Try it: Transcribe the data below in full, exactly.

Collected data:

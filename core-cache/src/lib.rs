//! # Media Cache Core
//!
//! Turns named remote media resources into locally cached files.
//!
//! ## Overview
//!
//! - [`ResourceRef`] identifies a remote file by the last segment of its URL
//! - [`LocalStore`] is the flat directory of cached files
//! - [`DownloadRegistry`] tracks in-flight downloads and their progress
//! - [`CacheManager`] ties them together, drives a host
//!   [`DownloadTransport`](bridge_traits::DownloadTransport) and publishes an
//!   [`InvalidationToken`] whenever cache contents change
//!
//! ## Lifecycle per resource
//!
//! ```text
//! NotCached ──start_caching──> Downloading ──completed──> Cached
//!     ^                             │                        │
//!     └───────── failed ────────────┘                        │
//!     └──────────────────────── remove_cache ────────────────┘
//! ```

pub mod config;
pub mod error;
pub mod format;
pub mod manager;
pub mod registry;
pub mod resource;
pub mod source;
pub mod stats;
pub mod store;
pub mod token;

pub use config::CacheConfig;
pub use error::{CacheError, Result};
pub use format::format_byte_count;
pub use manager::{CacheManager, CompletionHandler, StartOutcome};
pub use registry::{DownloadRegistry, DownloadState};
pub use resource::ResourceRef;
pub use source::MediaSource;
pub use stats::{CacheStats, CacheStatus};
pub use store::LocalStore;
pub use token::InvalidationToken;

Answer to this exercise:
filename core-cache/src/lib.rs
//! # Media Cache Core
//!
//! Turns named remote media resources into locally cached files.
//!
//! ## Overview
//!
//! - [`ResourceRef`] identifies a remote file by the last segment of its URL
//! - [`LocalStore`] is the flat directory of cached files
//! - [`DownloadRegistry`] tracks in-flight downloads and their progress
//! - [`CacheManager`] ties them together, drives a host
//!   [`DownloadTransport`](bridge_traits::DownloadTransport) and publishes an
//!   [`InvalidationToken`] whenever cache contents change
//!
//! ## Lifecycle per resource
//!
//! ```text
//! NotCached ──start_caching──> Downloading ──completed──> Cached
//!     ^                             │                        │
//!     └───────── failed ────────────┘                        │
//!     └──────────────────────── remove_cache ────────────────┘
//! ```

pub mod config;
pub mod error;
pub mod format;
pub mod manager;
pub mod registry;
pub mod resource;
pub mod source;
pub mod stats;
pub mod store;
pub mod token;

pub use config::CacheConfig;
pub use error::{CacheError, Result};
pub use format::format_byte_count;
pub use manager::{CacheManager, CompletionHandler, StartOutcome};
pub use registry::{DownloadRegistry, DownloadState};
pub use resource::ResourceRef;
pub use source::MediaSource;
pub use stats::{CacheStats, CacheStatus};
pub use store::LocalStore;
pub use token::InvalidationToken;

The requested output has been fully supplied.